What you will do:
All lines holding the string "ToolCardRegistry" should be copied from the data below.

[Stored items]
○ ○ ○ ○ ○ ○ ○

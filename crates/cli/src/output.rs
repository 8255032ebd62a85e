use agentview_core::tool_card::{ToolCardRegistry, ToolCardStatus};
use agentview_core::{Message, MessageType};
use std::time::Duration;

/// Output format for timeline commands.
#[derive(Debug, Clone, Copy, PartialEq, Eq, clap::ValueEnum)]
pub enum OutputFormat {
    Text,
    Json,
}

/// Plain-text lines for one timeline entry.
pub fn render_message(message: &Message, cards: &ToolCardRegistry) -> Vec<String> {
    let mut header = format!("[{}] {}", message.idx, message.kind.as_str());
    if let Some(elapsed) = message.elapsed() {
        header.push_str(&format!(" ({})", format_duration(elapsed)));
    }
    let first_line = message.content.lines().next().unwrap_or_default().trim();
    if !first_line.is_empty() {
        header.push_str(": ");
        header.push_str(first_line);
    }
    if message.kind == MessageType::External {
        if let Some(external) = &message.external {
            header.push_str(&format!(" <{}> {}", external.message_type, external.text_content));
        }
    }

    let mut lines = vec![header];
    for call in &message.tool_calls {
        let card = cards.card(call);
        let status = match card.status {
            ToolCardStatus::Pending => "pending",
            ToolCardStatus::Succeeded => "ok",
            ToolCardStatus::Failed => "failed",
        };
        let mut line = format!("    {}", card.tool_name);
        if card.kind.label() != card.tool_name {
            line.push_str(&format!(" ({})", card.kind.label()));
        }
        if let Some(summary) = &card.summary {
            line.push_str(": ");
            line.push_str(summary);
        }
        line.push_str(&format!(" [{status}]"));
        lines.push(line);
    }
    for commit in &message.commits {
        let mut line = format!("    commit {} {}", commit.short_hash(), commit.subject);
        if let Some(branch) = &commit.pushed_branch {
            line.push_str(&format!(" -> {branch}"));
        }
        lines.push(line);
    }
    lines
}

fn format_duration(duration: Duration) -> String {
    let millis = duration.as_millis();
    if millis < 1_000 {
        format!("{millis}ms")
    } else {
        format!("{:.1}s", duration.as_secs_f64())
    }
}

○ ○ ○ ○ ○ ○ ○

Response below:
use agentview_core::tool_card::{ToolCardRegistry, ToolCardStatus};
pub fn render_message(message: &Message, cards: &ToolCardRegistry) -> Vec<String> {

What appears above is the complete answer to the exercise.